The obstacles you will face on the way to building a foundation of good mental health

There are many reasons that we all feel wobbly right now: global pandemic, daily headlines about the massive case numbers and death toll, not to mention the Orange President’s last days and expectations of a temper tantrum, and of course the UK’s mini Trump constantly out of his depth and floundering around.

I’m not a fan, as you can probably tell and that attitude is hardening as the Brexit fall out starts to impact me personally. I can’t even take Amelia home to Northern Ireland now without an agricultural health certifcate, a rabies vaccine and a tapeworm treatment. Just another rip-off delivered courtesy of the ‘take back control’ idiots.

If I could round up every politician, advisor and journalist and all their enablers that knowingly lied to convert the UK to an unregulated tax haven to the detriment of ordinary people, I would put them all on a remote barren island and cheerfully wave bye bye.

But I digress…

Or maybe not because I’ve just shown you one of the obstacles you will face on your way to building a foundation of good mental health. The constant barrage of fear loaded, stress brining WTF news!

There’s a line in an ancient poem, ‘The Yoga Sutras’ written around 300AD and it describes the purpose of yoga, the methods of yoga and the essential  philosophy of yoga.

In Chapter 1, there is a line about the obstacles one will encounter on the way to meditation.
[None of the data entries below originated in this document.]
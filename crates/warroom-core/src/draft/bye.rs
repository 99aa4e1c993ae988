// Bye-week tally: how many rostered players share each bye week.

use std::collections::BTreeMap;

/// Severity of a bye-week pile-up on one roster.
///
/// Two players sharing a week is worth a glance, three hurts, four or more
/// can sink the week outright.
#[derive(Debug, Clone, Copy, PartialEq, Eq, PartialOrd, Ord, Hash)]
pub enum ByeConflict {
    Caution,
    Warning,
    Severe,
}

impl ByeConflict {
    /// Classify a per-week roster count. Counts below 2 are not conflicts.
    pub fn from_count(count: u32) -> Option<Self> {
        match count {
            0 | 1 => None,
            2 => Some(ByeConflict::Caution),
            3 => Some(ByeConflict::Warning),
            _ => Some(ByeConflict::Severe),
        }
    }

    pub fn label(&self) -> &'static str {
        match self {
            ByeConflict::Caution => "caution",
            ByeConflict::Warning => "warning",
            ByeConflict::Severe => "severe",
        }
    }
}

/// Per-week roster counts. Only weeks with at least one player are stored,
/// and counts only ever grow: drafting is one-way.
#[derive(Debug, Clone, Default, PartialEq, Eq)]
pub struct ByeWeekTally {
    counts: BTreeMap<u8, u32>,
}

impl ByeWeekTally {
    pub fn new() -> Self {
        Self::default()
    }

    /// Record one more rostered player idle in `week`.
    pub fn increment(&mut self, week: u8) -> u32 {
        let count = self.counts.entry(week).or_insert(0);
        *count += 1;
        *count
    }

    /// Current count for `week`, 0 when nobody on the roster has that bye.
    pub fn count(&self, week: u8) -> u32 {
        self.counts.get(&week).copied().unwrap_or(0)
    }

    /// Iterate `(week, count)` pairs in ascending week order.
    pub fn iter(&self) -> impl Iterator<Item = (u8, u32)> + '_ {
        self.counts.iter().map(|(&w, &c)| (w, c))
    }

    /// Weeks whose count reaches a conflict level, ascending by week.
    pub fn conflicts(&self) -> Vec<(u8, ByeConflict)> {
        self.iter()
            .filter_map(|(week, count)| ByeConflict::from_count(count).map(|c| (week, c)))
            .collect()
    }

    pub fn is_empty(&self) -> bool {
        self.counts.is_empty()
    }
}
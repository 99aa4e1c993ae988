// Library root: player catalog, draft engine, and configuration for the
// fantasy football war room.

pub mod catalog;
pub mod config;
pub mod draft;
pub mod normalize;
pub mod player;
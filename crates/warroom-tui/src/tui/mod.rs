// TUI dashboard: layout, input handling, and widget rendering.
//
// The loop is synchronous: poll the keyboard for up to one tick, apply any
// resulting command to the app, redraw. Everything the widgets show is read
// straight from the draft engine each frame.

pub mod input;
pub mod layout;
pub mod widgets;

use std::time::Duration;

use crossterm::event::{self, Event};
use ratatui::style::{Color, Modifier, Style};
use ratatui::text::{Line, Span};
use ratatui::widgets::Paragraph;
use ratatui::{DefaultTerminal, Frame};
use tracing::info;

use crate::app::App;
use layout::{build_layout, AppLayout};

/// Redraw interval (~30 fps).
const TICK: Duration = Duration::from_millis(33);

// ---------------------------------------------------------------------------
// ViewState
// ---------------------------------------------------------------------------

/// TUI-local state that is not part of the draft itself.
#[derive(Debug, Clone, Default)]
pub struct ViewState {
    /// Highlighted row in the available players table.
    pub selected: usize,
    /// Whether the quit confirmation prompt is showing.
    pub confirm_quit: bool,
    /// Outcome of the last action, shown in the status bar.
    pub status_message: Option<String>,
}

impl ViewState {
    /// Keep the selection inside a list of `len` rows.
    pub fn clamp_selection(&mut self, len: usize) {
        self.selected = self.selected.min(len.saturating_sub(1));
    }

    pub fn select_next(&mut self, len: usize, step: usize) {
        self.selected = self.selected.saturating_add(step);
        self.clamp_selection(len);
    }

    pub fn select_prev(&mut self, step: usize) {
        self.selected = self.selected.saturating_sub(step);
    }
}

// ---------------------------------------------------------------------------
// Render frame
// ---------------------------------------------------------------------------

/// Render the complete dashboard frame.
pub fn render_frame(frame: &mut Frame, app: &App) {
    let layout = build_layout(frame.area());

    widgets::status_bar::render(frame, layout.status_bar, app);
    widgets::available::render(frame, layout.available, app);
    widgets::roster::render(frame, layout.roster, app);
    widgets::bye_weeks::render(frame, layout.bye_weeks, app);
    render_help_bar(frame, &layout, app);
}

fn render_help_bar(frame: &mut Frame, layout: &AppLayout, app: &App) {
    let (text, style) = if app.view.confirm_quit {
        (
            " Quit the draft? y:Yes | n:No",
            Style::default()
                .fg(Color::Black)
                .bg(Color::Yellow)
                .add_modifier(Modifier::BOLD),
        )
    } else {
        (
            " q:Quit | j/k:Move | PgUp/PgDn:Page | Enter/d:Draft",
            Style::default()
                .fg(Color::White)
                .add_modifier(Modifier::DIM),
        )
    };
    let paragraph = Paragraph::new(Line::from(vec![Span::styled(text, style)]))
        .style(Style::default().bg(Color::DarkGray));
    frame.render_widget(paragraph, layout.help_bar);
}

// ---------------------------------------------------------------------------
// Main TUI loop
// ---------------------------------------------------------------------------

/// Run the TUI until the user quits.
///
/// 1. Initializes the terminal (raw mode, alternate screen).
/// 2. Installs a panic hook that restores the terminal.
/// 3. Draws, polls for one key press, applies it; repeats.
/// 4. Restores the terminal, also when the loop fails.
pub fn run(app: &mut App) -> anyhow::Result<()> {
    let mut terminal = ratatui::init();

    let original_hook = std::panic::take_hook();
    std::panic::set_hook(Box::new(move |panic_info| {
        ratatui::restore();
        original_hook(panic_info);
    }));

    info!("TUI started");
    let result = event_loop(&mut terminal, app);

    ratatui::restore();
    result
}

fn event_loop(terminal: &mut DefaultTerminal, app: &mut App) -> anyhow::Result<()> {
    while !app.should_quit {
        terminal.draw(|frame| render_frame(frame, app))?;

        if !event::poll(TICK)? {
            continue;
        }
        match event::read()? {
            Event::Key(key_event) => {
                if let Some(command) =
                    input::handle_key(key_event, &mut app.view, app.engine.available_ids())
                {
                    app.handle(command);
                }
            }
            Event::Resize(_, _) => {
                // Next draw picks up the new size.
            }
            _ => {}
        }
    }
    Ok(())
}

// ---------------------------------------------------------------------------
// Tests
// ---------------------------------------------------------------------------
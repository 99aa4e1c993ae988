// Draft engine: available pool, roster in draft order, and bye-week tally.

use tracing::{debug, info};

use super::bye::{ByeConflict, ByeWeekTally};
use crate::catalog::{Catalog, CatalogError};
use crate::player::{PlayerId, PlayerRecord, Position};

/// Why a draft request left the state untouched.
#[derive(Debug, Clone, Copy, PartialEq, Eq)]
pub enum NotDraftedReason {
    /// The id is not in the catalog at all.
    UnknownPlayer,
    /// The player is already on the roster.
    AlreadyDrafted,
}

/// Result of a single `draft_player` call.
#[derive(Debug, Clone, Copy, PartialEq, Eq)]
pub enum DraftOutcome {
    Drafted,
    NotDrafted(NotDraftedReason),
}

impl DraftOutcome {
    pub fn is_drafted(&self) -> bool {
        matches!(self, DraftOutcome::Drafted)
    }
}

/// Owns the catalog and all mutable draft state.
///
/// Each catalog id is in exactly one of `available` and `roster`. A player
/// moves from available to the roster once and never comes back.
#[derive(Debug, Clone)]
pub struct DraftEngine {
    catalog: Catalog,
    /// Undrafted ids in catalog order.
    available: Vec<PlayerId>,
    /// Snapshots of drafted players, in draft order.
    roster: Vec<PlayerRecord>,
    bye_tally: ByeWeekTally,
}

impl DraftEngine {
    /// Start a draft over the whole catalog: everyone available, empty roster.
    pub fn new(catalog: Catalog) -> Self {
        let available: Vec<PlayerId> = catalog.ids().collect();
        info!("Draft engine initialized with {} available players", available.len());
        DraftEngine {
            catalog,
            available,
            roster: Vec::new(),
            bye_tally: ByeWeekTally::new(),
        }
    }

    /// Move a player from the available pool onto the roster.
    ///
    /// Unknown and already-drafted ids are rejected without touching any
    /// state, so a repeated request (e.g. a double key press) is harmless.
    pub fn draft_player(&mut self, id: PlayerId) -> DraftOutcome {
        let Some(slot) = self.available.iter().position(|&a| a == id) else {
            let reason = if self.catalog.contains(id) {
                NotDraftedReason::AlreadyDrafted
            } else {
                NotDraftedReason::UnknownPlayer
            };
            debug!("Draft of player {} rejected: {:?}", id, reason);
            return DraftOutcome::NotDrafted(reason);
        };

        let Some(record) = self.catalog.mark_drafted(id).cloned() else {
            debug!("Draft of player {} rejected: not in catalog", id);
            return DraftOutcome::NotDrafted(NotDraftedReason::UnknownPlayer);
        };

        self.available.remove(slot);
        let bye_count = record.bye_week.map(|week| self.bye_tally.increment(week));

        info!(
            "Drafted #{} {} ({} {}) as pick {}{}",
            record.id,
            record.name,
            record.position,
            record.team,
            self.roster.len() + 1,
            match (record.bye_week, bye_count) {
                (Some(week), Some(count)) => format!(", bye {} now x{}", week, count),
                _ => String::new(),
            }
        );

        self.roster.push(record);
        DraftOutcome::Drafted
    }

    // --- Read accessors ---

    /// Undrafted players in catalog order.
    pub fn list_available(&self) -> Vec<&PlayerRecord> {
        self.available
            .iter()
            .filter_map(|&id| self.catalog.get(id).ok())
            .collect()
    }

    /// Drafted players in the order they were taken.
    pub fn list_roster(&self) -> &[PlayerRecord] {
        &self.roster
    }

    /// Number of rostered players whose bye falls in `week`.
    pub fn bye_week_count(&self, week: u8) -> u32 {
        self.bye_tally.count(week)
    }

    pub fn available_ids(&self) -> &[PlayerId] {
        &self.available
    }

    pub fn bye_tally(&self) -> &ByeWeekTally {
        &self.bye_tally
    }

    /// Weeks where the roster already has a bye pile-up.
    pub fn bye_conflicts(&self) -> Vec<(u8, ByeConflict)> {
        self.bye_tally.conflicts()
    }

    /// The count the player's bye week would reach if they were drafted now.
    ///
    /// `None` when the player has no bye week or is not available.
    pub fn bye_count_if_drafted(&self, id: PlayerId) -> Option<u32> {
        let player = self.catalog.get(id).ok().filter(|p| !p.drafted)?;
        let week = player.bye_week?;
        Some(self.bye_tally.count(week) + 1)
    }

    /// Whether drafting `id` would pair a QB with one of his pass catchers
    /// (WR or TE from the same team) already on the roster, or the reverse.
    pub fn stacks_with_roster(&self, id: PlayerId) -> bool {
        let Ok(candidate) = self.catalog.get(id) else {
            return false;
        };
        if candidate.drafted || candidate.team.is_empty() {
            return false;
        }
        self.roster
            .iter()
            .filter(|p| p.team == candidate.team)
            .any(|p| is_qb_stack(&candidate.position, &p.position))
    }

    /// Positional rank label such as "WR12", or the bare code when unranked.
    pub fn position_label(&self, id: PlayerId) -> Option<String> {
        let player = self.catalog.get(id).ok()?;
        Some(match self.catalog.position_rank(id) {
            Some(rank) => format!("{}{}", player.position, rank),
            None => player.position.to_string(),
        })
    }

    /// Look up any catalog player, drafted or not.
    pub fn player(&self, id: PlayerId) -> Result<&PlayerRecord, CatalogError> {
        self.catalog.get(id)
    }

    pub fn is_available(&self, id: PlayerId) -> bool {
        self.catalog.get(id).is_ok_and(|p| !p.drafted)
    }

    pub fn pick_count(&self) -> usize {
        self.roster.len()
    }

    /// True once every catalog player has been drafted.
    pub fn is_complete(&self) -> bool {
        self.available.is_empty()
    }

    /// Rostered players per position, positions in first-drafted order.
    pub fn roster_position_counts(&self) -> Vec<(Position, usize)> {
        let mut counts: Vec<(Position, usize)> = Vec::new();
        for p in &self.roster {
            match counts.iter_mut().find(|(pos, _)| *pos == p.position) {
                Some((_, n)) => *n += 1,
                None => counts.push((p.position.clone(), 1)),
            }
        }
        counts
    }

    pub fn catalog(&self) -> &Catalog {
        &self.catalog
    }
}

fn is_qb_stack(a: &Position, b: &Position) -> bool {
    let pass_catcher = |p: &Position| matches!(p, Position::WideReceiver | Position::TightEnd);
    (*a == Position::Quarterback && pass_catcher(b))
        || (pass_catcher(a) && *b == Position::Quarterback)
}

// ---------------------------------------------------------------------------
// Tests
// ---------------------------------------------------------------------------
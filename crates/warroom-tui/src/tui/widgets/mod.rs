// TUI widget modules for each dashboard panel.

pub mod available;
pub mod bye_weeks;
pub mod roster;
pub mod status_bar;
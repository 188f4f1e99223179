pub mod config;
pub mod context;
pub mod error;
pub mod memory;

pub use config::*;
pub use context::*;
pub use error::*;
pub use memory::*;
use crate::error::{MemoryError, Result};
use serde::{Deserialize, Serialize};
use std::fmt;
use std::str::FromStr;

/// Memory pools tracked by the runtime.
///
/// Discriminants match the runtime's memory-type numbering so that raw values
/// coming from allocator tables can be converted with [`MemoryKind::try_from`].
#[derive(Debug, Clone, Copy, PartialEq, Eq, Hash, Serialize, Deserialize)]
#[serde(rename_all = "snake_case")]
#[repr(i32)]
pub enum MemoryKind {
    /// Accelerator memory.
    Device = 0,
    /// Regular pageable host memory.
    Host = 1,
    /// Page-locked host memory.
    Pinned = 2,
}

impl MemoryKind {
    pub const ALL: [MemoryKind; 3] = [MemoryKind::Device, MemoryKind::Host, MemoryKind::Pinned];

    pub const COUNT: usize = Self::ALL.len();

    pub fn label(&self) -> &'static str {
        match self {
            Self::Device => "Device",
            Self::Host => "Host",
            Self::Pinned => "Pinned",
        }
    }

    /// Slot of this kind in per-kind tables.
    pub(crate) fn index(self) -> usize {
        match self {
            Self::Device => 0,
            Self::Host => 1,
            Self::Pinned => 2,
        }
    }
}

impl TryFrom<i32> for MemoryKind {
    type Error = MemoryError;

    fn try_from(raw: i32) -> Result<Self> {
        match raw {
            0 => Ok(Self::Device),
            1 => Ok(Self::Host),
            2 => Ok(Self::Pinned),
            other => Err(MemoryError::UnrecognizedMemoryKind(other)),
        }
    }
}

impl From<MemoryKind> for i32 {
    fn from(kind: MemoryKind) -> Self {
        kind as i32
    }
}

impl fmt::Display for MemoryKind {
    fn fmt(&self, f: &mut fmt::Formatter<'_>) -> fmt::Result {
        f.write_str(self.label())
    }
}

impl FromStr for MemoryKind {
    type Err = MemoryError;

    fn from_str(s: &str) -> Result<Self> {
        match s.trim().to_ascii_lowercase().as_str() {
            "device" | "gpu" => Ok(Self::Device),
            "host" | "cpu" => Ok(Self::Host),
            "pinned" => Ok(Self::Pinned),
            _ => Err(MemoryError::InvalidKindName(s.to_string())),
        }
    }
}

#[cfg(test)]
mod tests {
    use super::*;

    #[test]
    fn raw_discriminants_round_trip() {
        for kind in MemoryKind::ALL {
            let raw: i32 = kind.into();
            assert_eq!(MemoryKind::try_from(raw).unwrap(), kind);
        }
    }

    #[test]
    fn out_of_range_discriminant_is_rejected() {
        assert_eq!(
            MemoryKind::try_from(3),
            Err(MemoryError::UnrecognizedMemoryKind(3))
        );
        assert_eq!(
            MemoryKind::try_from(-1),
            Err(MemoryError::UnrecognizedMemoryKind(-1))
        );
    }

    #[test]
    fn parses_labels_and_aliases() {
        assert_eq!("Device".parse::<MemoryKind>().unwrap(), MemoryKind::Device);
        assert_eq!("gpu".parse::<MemoryKind>().unwrap(), MemoryKind::Device);
        assert_eq!(" CPU ".parse::<MemoryKind>().unwrap(), MemoryKind::Host);
        assert_eq!("pinned".parse::<MemoryKind>().unwrap(), MemoryKind::Pinned);
        assert!(matches!(
            "uvm".parse::<MemoryKind>(),
            Err(MemoryError::InvalidKindName(_))
        ));
    }

    #[test]
    fn indices_are_distinct() {
        let mut seen = [false; MemoryKind::COUNT];
        for kind in MemoryKind::ALL {
            assert!(!seen[kind.index()]);
            seen[kind.index()] = true;
        }
    }

    #[test]
    fn serde_uses_snake_case() {
        let json = serde_json::to_string(&MemoryKind::Pinned).unwrap();
        assert_eq!(json, "\"pinned\"");
        let back: MemoryKind = serde_json::from_str("\"device\"").unwrap();
        assert_eq!(back, MemoryKind::Device);
    }
}
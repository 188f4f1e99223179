use crate::config::ReportConfig;
use crate::error::Result;
use crate::memory::{bytes_to_string, MemoryCounters, MemoryKind};
use tracing::{debug, warn};
use uuid::Uuid;

/// An execution context (worker, stream, request loop) and the counters it owns.
///
/// Code that allocates on behalf of the context borrows the counters through
/// [`counters_mut`](Self::counters_mut). Bytes still outstanding when the
/// context is dropped are reported as leaks.
#[derive(Debug)]
pub struct MemoryContext {
    id: Uuid,
    label: String,
    counters: MemoryCounters,
}

impl MemoryContext {
    pub fn new(label: impl Into<String>) -> Self {
        Self::from_counters(label.into(), MemoryCounters::new())
    }

    pub fn with_config(label: impl Into<String>, config: ReportConfig) -> Result<Self> {
        let counters = MemoryCounters::with_config(config)?;
        Ok(Self::from_counters(label.into(), counters))
    }

    fn from_counters(label: String, counters: MemoryCounters) -> Self {
        let context = Self {
            id: Uuid::new_v4(),
            label,
            counters,
        };
        debug!(context = %context.label, id = %context.id, "memory context created");
        context
    }

    pub fn id(&self) -> Uuid {
        self.id
    }

    pub fn label(&self) -> &str {
        &self.label
    }

    pub fn counters(&self) -> &MemoryCounters {
        &self.counters
    }

    pub fn counters_mut(&mut self) -> &mut MemoryCounters {
        &mut self.counters
    }

    pub fn leaks(&self) -> Vec<(MemoryKind, i64)> {
        self.counters.outstanding()
    }
}

impl Drop for MemoryContext {
    fn drop(&mut self) {
        let config = self.counters.config();
        if !config.warn_on_leak {
            return;
        }
        for (kind, used) in self.counters.outstanding() {
            warn!(
                context = %self.label,
                id = %self.id,
                %kind,
                used,
                "memory context dropped with {} {} outstanding",
                bytes_to_string(used, config.precision),
                kind
            );
        }
    }
}
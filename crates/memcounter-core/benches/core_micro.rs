use criterion::{criterion_group, criterion_main, Bencher, BenchmarkId, Criterion, Throughput};
use memcounter_core::{bytes_to_string, MemoryCounters, MemoryKind};
use std::hint::black_box;

fn bench_counter_updates(c: &mut Criterion) {
    let mut group = c.benchmark_group("core_counter_updates");
    for &n in &[1_000usize, 100_000] {
        group.throughput(Throughput::Elements(n as u64));
        group.bench_with_input(
            BenchmarkId::new("allocate_deallocate", n),
            &n,
            |b: &mut Bencher, &n| {
                b.iter(|| {
                    let mut counters = MemoryCounters::new();
                    for i in 0..n {
                        let kind = MemoryKind::ALL[i % MemoryKind::COUNT];
                        counters.allocate(kind, black_box(4096));
                        counters.deallocate(kind, black_box(4096));
                    }
                    black_box(counters.snapshot())
                })
            },
        );
    }
    group.finish();
}

fn bench_bytes_to_string(c: &mut Criterion) {
    let mut group = c.benchmark_group("core_bytes_to_string");
    for &bytes in &[512u64, 3 << 30, u64::MAX] {
        group.bench_with_input(
            BenchmarkId::new("format", bytes),
            &bytes,
            |b: &mut Bencher, &bytes| b.iter(|| black_box(bytes_to_string(black_box(bytes), 2))),
        );
    }
    group.finish();
}

criterion_group!(benches, bench_counter_updates, bench_bytes_to_string);
criterion_main!(benches);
“The obstacles are distractions caused by disease, dullness, doubt, carelessness, laziness, craving, delusion, non-attainment of desired objective and unsteadiness.”

This is essentially the same as what gets in our way to building a good foundation of mental health hygiene and practices. That advice, which is a couple of thousand years old is still true. I’ll take each obstacle as mentioned and describe its relevance to you today.

Disease – Of course, there’s Covid 19, but the novel Coronavirus is only just over a year old and the mental health crisis has been ongoing for decades. So let’s not just pin this one on the current focus of global attention. In the context of getting in your way to achieving good mental health, your lack of physical good health matters. How do you look after your physical health? What are you eating? Are you hydrated? Do you exercise? Are you stretching your body?

Your physical health affects your mental health. The two are intertwined. Improving one helps the other. Even if you have a diagnosis that requires medical intervention, there’s always something we ourselves can do to improve our health. We have handed over responsibility for our good health to the medical industry, the pharmaceutical industry, the food industry and our government.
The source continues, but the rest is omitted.